Trong and Camil both felt angry that their loved ones were killed by the “enemy.” Both wanted revenge. This desire to lean into one’s natural feelings of anger to the point of committing violence creates a cycle of continued violence.
That my dad and his brothers fought each other during the war but ultimately made peace showed me that love and humanity are more powerful than political parties. I have found myself at political odds with those in the second generation of my family. My brother and cousin stunned me when they marched on the U.S. Capitol on January 6, 2021, feeling victimized by what they saw as a “stolen election.” They are surprisingly anti-immigrant. My brother believes in QAnon conspiracy theories and loves Donald Trump’s anti-Chinese rhetoric. Like many South Vietnamese, he and my sister blame and fear the communists for the loss of our home and country. Their support of Trump is based on their belief that he and the Republican Party are as anti-communist as they are.
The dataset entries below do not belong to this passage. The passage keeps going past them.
//! Sampled min/max scan used for auto-fitting display bounds.

use serde::{Deserialize, Serialize};

use crate::constants::RANGE_SCAN_SAMPLES;
use crate::evaluator::CurveEvaluator;

/// Extremes found by [`find_min_max_value`].
///
/// An empty curve produces `min = +inf`, `max = -inf`; check [`ValueRange::is_defined`]
/// before using the bounds.
#[derive(Clone, Copy, Debug, PartialEq, Serialize, Deserialize)]
pub struct ValueRange {
    pub min: f32,
    pub max: f32,
    pub time_at_min: f32,
    pub time_at_max: f32,
}

impl Default for ValueRange {
    fn default() -> Self {
        Self {
            min: f32::INFINITY,
            max: f32::NEG_INFINITY,
            time_at_min: 0.0,
            time_at_max: 0.0,
        }
    }
}

impl ValueRange {
    #[inline]
    pub fn is_defined(&self) -> bool {
        self.min <= self.max
    }

    /// `max - min`, or `None` when undefined.
    pub fn span(&self) -> Option<f32> {
        self.is_defined().then(|| self.max - self.min)
    }
}

/// Sample the curve at `RANGE_SCAN_SAMPLES` evenly spaced times starting at the
/// first keyframe, `(last - first) / RANGE_SCAN_SAMPLES` apart, and keep the
/// smallest and largest values seen (first occurrence wins ties).
///
/// The scan is approximate: a bulge between samples can be missed, and the last
/// sample sits one step before the final keyframe.
pub fn find_min_max_value(evaluator: &CurveEvaluator) -> ValueRange {
    let mut range = ValueRange::default();
    let Some((start, end)) = evaluator.store().time_bounds() else {
        return range;
    };

    let step = (end - start) / RANGE_SCAN_SAMPLES as f32;
    for i in 0..RANGE_SCAN_SAMPLES {
        let time = start + i as f32 * step;
        let value = evaluator.evaluate(time);
        if value < range.min {
            range.min = value;
            range.time_at_min = time;
        }
        if value > range.max {
            range.max = value;
            range.time_at_max = time;
        }
    }
    range
}

#[cfg(test)]
mod tests {
    use super::*;
    use crate::keyframe::Keyframe;
    use crate::store::KeyframeStore;

    #[test]
    fn empty_curve_is_undefined() {
        let r = find_min_max_value(&CurveEvaluator::default());
        assert_eq!(r.min, f32::INFINITY);
        assert_eq!(r.max, f32::NEG_INFINITY);
        assert_eq!((r.time_at_min, r.time_at_max), (0.0, 0.0));
        assert!(!r.is_defined());
        assert_eq!(r.span(), None);
    }

    #[test]
    fn single_key_collapses_to_its_value() {
        let store = KeyframeStore::from_keys([Keyframe::flat(3.0, 7.0).unwrap()]);
        let r = find_min_max_value(&store.into());
        assert_eq!((r.min, r.max), (7.0, 7.0));
        assert_eq!((r.time_at_min, r.time_at_max), (3.0, 3.0));
    }

    #[test]
    fn finds_interior_peak() {
        let store = KeyframeStore::from_keys([
            Keyframe::flat(0.0, 0.0).unwrap(),
            Keyframe::flat(50.0, 10.0).unwrap(),
            Keyframe::flat(100.0, 0.0).unwrap(),
        ]);
        let r = find_min_max_value(&store.into());
        assert_eq!(r.max, 10.0);
        assert_eq!(r.time_at_max, 50.0);
        assert_eq!(r.min, 0.0);
        assert_eq!(r.time_at_min, 0.0);
    }
}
They fear communism more than anything.
Uncle Hai died just before Oh, Saigon was released on PBS. My father experienced terrible grief, having only gotten to see his brother twice after 59 years of separation. He was never able to heal from the loss of his family and country, and the isolation that division brings. When my father died, I tried to see my sister, brother, and cousin through more compassionate eyes.
Now, I look at the next generation of my family. I see them caught in the crossfire of our current political divisions in America. I don’t want them to endure what I did, witnessing the division of their family and the destruction of their country over ideology. We suffered many deaths and horrors in the Vietnam War, which was the culmination of people being unable to hear each other. Now, I choose to put the love of family and community first.
To paraphrase Vietnamese monk Thich Nhat Hanh: Humans are not the enemy. Our enemies are judgment, righteousness, blame, intolerance, rigidity, superiority, and discrimination—all rooted in fear. When I forget the humanity of people with opposing views, I create a war in myself. I am compelled by the memory of my father and his brothers to disarm and remember to love again.